Information Technology 109
ITEC 109: Problem Solving and Programming (GE)
Credit Hours: (3) Two hours lecture; two hours laboratory
An introduction to problem solving using programming. Topics include a survey of techniques used in problem solving, methods for representing the solution of a problem as an algorithm and the implementation of an algorithm as a computer program.
Note(s): General Education and Scientific and Quantitative Reasoning designated course. Students that have earned credit for ITEC 120 cannot subsequently earn credit for ITEC 109. Students may not take ITEC 109 and ITEC 120 concurrently.

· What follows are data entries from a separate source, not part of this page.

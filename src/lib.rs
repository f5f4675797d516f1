//! lmchat: a local language-model chat session manager.
//!
//! The crate is organised around three parts:
//!
//! - [`session`] owns the engine lifecycle (select, load with progress,
//!   hand over between models, reset) and persists the chosen model.
//! - [`chat`] keeps the conversation and streams assistant replies into it.
//! - [`observe`] lets front-ends subscribe to changes and re-read snapshots.
//!
//! [`runtime::ChatRuntime`] wires them together. The binary puts a terminal
//! chat loop and an HTTP/SSE server on top.

pub mod chat;
pub mod config;
pub mod engine;
pub mod error;
pub mod observe;
pub mod runtime;
pub mod server;
pub mod session;
#[cfg(any(test, feature = "test-utils"))]
pub mod test_utils;

pub use error::{Error, Result};
pub use runtime::ChatRuntime;
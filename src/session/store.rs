use std::sync::{Arc, Mutex, MutexGuard};

use serde::{Deserialize, Serialize};
use tokio::sync::Mutex as AsyncMutex;
use tracing::{debug, error, info, warn};

use super::preferences::{PreferenceStore, SELECTED_MODEL_KEY};
use crate::engine::{
    ChatTurn, CompletionOptions, DeltaStream, EngineHandle, EngineLoader, LoadProgress, ProgressFn,
};
use crate::error::{Error, Result};
use crate::observe::Subscribers;

/// Lifecycle phase of the session.
#[derive(Debug, Clone, Copy, PartialEq, Eq, Serialize, Deserialize)]
#[serde(rename_all = "lowercase")]
pub enum Phase {
    Idle,
    Initializing,
    Ready,
    Failed,
}

/// Point-in-time copy of the session state. Never exposes the engine.
#[derive(Debug, Clone, PartialEq, Serialize)]
pub struct SessionSnapshot {
    pub phase: Phase,
    /// Load progress of the current attempt, in `[0, 1]`.
    pub progress: f32,
    /// Last status line reported by the loader.
    pub progress_text: Option<String>,
    pub selected_model: Option<String>,
    /// Model the live engine was loaded with.
    pub loaded_model: Option<String>,
    pub engine_loaded: bool,
    /// Reason of the last failed load.
    pub last_error: Option<String>,
    /// Bumped on every initialization attempt, reset and shutdown.
    pub epoch: u64,
}

impl SessionSnapshot {
    pub fn is_ready(&self) -> bool {
        self.phase == Phase::Ready
    }
}

/// A completion opened through the store.
pub struct Completion {
    pub stream: DeltaStream,
    /// Session epoch the stream belongs to; see [`SessionStore::is_current`].
    pub epoch: u64,
}

struct SessionState {
    engine: Option<Arc<dyn EngineHandle>>,
    phase: Phase,
    progress: f32,
    progress_text: Option<String>,
    selected_model: Option<String>,
    loaded_model: Option<String>,
    last_error: Option<String>,
    epoch: u64,
}

impl SessionState {
    fn snapshot(&self) -> SessionSnapshot {
        SessionSnapshot {
            phase: self.phase,
            progress: self.progress,
            progress_text: self.progress_text.clone(),
            selected_model: self.selected_model.clone(),
            loaded_model: self.loaded_model.clone(),
            engine_loaded: self.engine.is_some(),
            last_error: self.last_error.clone(),
            epoch: self.epoch,
        }
    }

    /// Removes the engine and returns it with the model it was loaded for.
    fn take_engine(&mut self) -> Option<(String, Arc<dyn EngineHandle>)> {
        let model = self.loaded_model.take().unwrap_or_default();
        self.engine.take().map(|engine| (model, engine))
    }

    fn to_idle(&mut self) {
        self.epoch += 1;
        self.phase = Phase::Idle;
        self.progress = 0.0;
        self.progress_text = None;
        self.last_error = None;
    }
}

fn lock(state: &Mutex<SessionState>) -> MutexGuard<'_, SessionState> {
    state.lock().unwrap_or_else(|e| e.into_inner())
}

/// Owner of the single engine instance of the process.
///
/// The store drives the `Idle -> Initializing -> Ready | Failed` lifecycle,
/// hands the engine over between models (old engine unloaded before the new
/// one loads), and notifies subscribers after every committed change.
///
/// Every engine load and unload runs under `handoff`, so a load never
/// starts while another load is outstanding or an old engine is still
/// being released.
pub struct SessionStore {
    state: Arc<Mutex<SessionState>>,
    handoff: AsyncMutex<()>,
    loader: Arc<dyn EngineLoader>,
    preferences: Arc<dyn PreferenceStore>,
    subscribers: Arc<Subscribers>,
}

impl SessionStore {
    /// Creates an idle store, restoring the persisted model selection.
    pub fn new(
        loader: Arc<dyn EngineLoader>,
        preferences: Arc<dyn PreferenceStore>,
        subscribers: Arc<Subscribers>,
    ) -> Self {
        let selected_model = match preferences.get(SELECTED_MODEL_KEY) {
            Ok(model) => model,
            Err(e) => {
                warn!("Failed to read persisted model selection: {}", e);
                None
            }
        };
        if let Some(model) = &selected_model {
            info!("Restored model selection: {}", model);
        }

        Self {
            state: Arc::new(Mutex::new(SessionState {
                engine: None,
                phase: Phase::Idle,
                progress: 0.0,
                progress_text: None,
                selected_model,
                loaded_model: None,
                last_error: None,
                epoch: 0,
            })),
            handoff: AsyncMutex::new(()),
            loader,
            preferences,
            subscribers,
        }
    }

    fn state(&self) -> MutexGuard<'_, SessionState> {
        lock(&self.state)
    }

    pub fn snapshot(&self) -> SessionSnapshot {
        self.state().snapshot()
    }

    pub fn phase(&self) -> Phase {
        self.state().phase
    }

    pub fn is_ready(&self) -> bool {
        self.phase() == Phase::Ready
    }

    /// True while `epoch` is still the live, ready session.
    pub fn is_current(&self, epoch: u64) -> bool {
        let state = self.state();
        state.epoch == epoch && state.phase == Phase::Ready
    }

    /// Records the model to use without loading it. Only valid while idle.
    pub fn select_model(&self, model_id: &str) -> Result<()> {
        {
            let mut state = self.state();
            if state.phase != Phase::Idle {
                return Err(Error::InvalidPhase {
                    expected: Phase::Idle,
                    actual: state.phase,
                });
            }
            state.selected_model = Some(model_id.to_string());
        }
        self.persist_selection(model_id);
        info!("Selected model {}", model_id);
        self.subscribers.notify();
        Ok(())
    }

    /// Loads `model_id`, replacing any engine held for another model.
    ///
    /// Returns immediately if that model is already loaded. Fails with
    /// [`Error::AlreadyInitializing`] while another load is pending.
    pub async fn initialize(&self, model_id: &str) -> Result<()> {
        let (attempt, previous) = {
            let mut state = self.state();
            match state.phase {
                Phase::Initializing => {
                    return Err(Error::AlreadyInitializing {
                        model: state.selected_model.clone().unwrap_or_default(),
                    });
                }
                Phase::Ready if state.loaded_model.as_deref() == Some(model_id) => {
                    debug!("Model {} already loaded", model_id);
                    return Ok(());
                }
                _ => {}
            }

            let previous = state.take_engine();
            state.epoch += 1;
            state.phase = Phase::Initializing;
            state.progress = 0.0;
            state.progress_text = None;
            state.last_error = None;
            state.selected_model = Some(model_id.to_string());
            (state.epoch, previous)
        };
        self.persist_selection(model_id);
        self.subscribers.notify();
        info!(model = model_id, attempt, "Initializing engine");

        let _handoff = self.handoff.lock().await;
        if let Some((old_model, engine)) = previous {
            info!("Unloading {} before loading {}", old_model, model_id);
            if let Err(e) = engine.unload().await {
                warn!("Failed to unload {}: {}", old_model, e);
            }
        }

        // A reset may have landed while an earlier handoff was settling.
        if self.state().epoch != attempt {
            debug!(model = model_id, attempt, "Load superseded before it started");
            return Err(Error::Superseded {
                model: model_id.to_string(),
            });
        }

        match self.loader.load(model_id, self.progress_callback(attempt)).await {
            Ok(engine) => {
                let engine: Arc<dyn EngineHandle> = Arc::from(engine);
                let installed = {
                    let mut state = self.state();
                    if state.epoch == attempt {
                        state.engine = Some(Arc::clone(&engine));
                        state.loaded_model = Some(model_id.to_string());
                        state.phase = Phase::Ready;
                        state.progress = 1.0;
                        true
                    } else {
                        false
                    }
                };

                if !installed {
                    warn!("Load of {} finished after it was superseded; releasing it", model_id);
                    if let Err(e) = engine.unload().await {
                        warn!("Failed to unload superseded engine {}: {}", model_id, e);
                    }
                    return Err(Error::Superseded {
                        model: model_id.to_string(),
                    });
                }

                info!("Engine ready with {}", model_id);
                self.subscribers.notify();
                Ok(())
            }
            Err(source) => {
                error!("Failed to load {}: {}", model_id, source);
                let current = {
                    let mut state = self.state();
                    if state.epoch == attempt {
                        state.phase = Phase::Failed;
                        state.last_error = Some(source.to_string());
                        true
                    } else {
                        false
                    }
                };

                if !current {
                    return Err(Error::Superseded {
                        model: model_id.to_string(),
                    });
                }
                self.subscribers.notify();
                Err(Error::LoadFailure {
                    model: model_id.to_string(),
                    source,
                })
            }
        }
    }

    /// Unloads the engine and forgets the model selection. Always succeeds.
    pub async fn reset(&self) {
        let previous = {
            let mut state = self.state();
            let previous = state.take_engine();
            state.to_idle();
            state.selected_model = None;
            previous
        };
        if let Err(e) = self.preferences.delete(SELECTED_MODEL_KEY) {
            warn!("Failed to clear persisted model selection: {}", e);
        }
        self.release(previous).await;
        info!("Session reset");
        self.subscribers.notify();
    }

    /// Unloads the engine but keeps the persisted selection, so the next
    /// run can pick up where this one stopped.
    pub async fn shutdown(&self) {
        let previous = {
            let mut state = self.state();
            let previous = state.take_engine();
            state.to_idle();
            previous
        };
        self.release(previous).await;
        info!("Session shut down");
        self.subscribers.notify();
    }

    /// Opens a streaming completion on the live engine.
    pub async fn complete(
        &self,
        history: Vec<ChatTurn>,
        options: CompletionOptions,
    ) -> Result<Completion> {
        let (engine, epoch) = {
            let state = self.state();
            match (&state.engine, state.phase) {
                (Some(engine), Phase::Ready) => (Arc::clone(engine), state.epoch),
                _ => return Err(Error::EngineNotReady),
            }
        };

        let stream = engine
            .complete(history, options)
            .await
            .map_err(Error::Engine)?;
        Ok(Completion { stream, epoch })
    }

    /// Unloads a taken engine. A load in flight holds no engine, so reset
    /// during a load returns at once and the load releases its own result.
    async fn release(&self, previous: Option<(String, Arc<dyn EngineHandle>)>) {
        if let Some((model, engine)) = previous {
            let _handoff = self.handoff.lock().await;
            info!("Unloading {}", model);
            if let Err(e) = engine.unload().await {
                warn!("Failed to unload {}: {}", model, e);
            }
        }
    }

    fn persist_selection(&self, model_id: &str) {
        if let Err(e) = self.preferences.set(SELECTED_MODEL_KEY, model_id) {
            warn!("Failed to persist model selection {}: {}", model_id, e);
        }
    }

    /// Progress sink for one load attempt. Reports from superseded attempts
    /// are dropped; progress never moves backwards within an attempt.
    fn progress_callback(&self, attempt: u64) -> ProgressFn {
        let state = Arc::clone(&self.state);
        let subscribers = Arc::clone(&self.subscribers);
        Arc::new(move |report: LoadProgress| {
            let progress = {
                let mut state = lock(&state);
                if state.epoch != attempt || state.phase != Phase::Initializing {
                    return;
                }
                if report.fraction.is_finite() {
                    state.progress = state.progress.max(report.fraction.clamp(0.0, 1.0));
                }
                state.progress_text = Some(report.text);
                state.progress
            };
            debug!(attempt, progress, "Load progress");
            subscribers.notify();
        })
    }
}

Detailed Description of Content of Course
a. Computer systems
b. Problem solving and programming
d. Pseudo code
2. Introduction to Programming
a. Problem specification and top-down design
b. Stepwise refinement
c. Programming environment
e. Input and output
f. Assignment statements and precedence
3. Data Structures
4. Control structures
a. If statements
b. While statements
c. For Loop Statements
5. Additional concepts
a. Procedures without parameters
b. Introduction to Object –Oriented topics
Detailed Description of Conduct of Course
Concepts of programming and algorithm development are covered in the lecture portion of the course. Students write programs to reinforce these concepts. The closed laboratory provides the opportunity for close contact between the student and the instructor while the student is designing and implementing programs. The lab time may also be used to cover specific programming language details.
Student Goals and Objectives of the Course
Students who complete the course will be able to:
1. Describe the operation and result of existing programs.
2. Solve problems by developing algorithms and selecting appropriate data types.
3. Implement algorithms as well‑structured computer program.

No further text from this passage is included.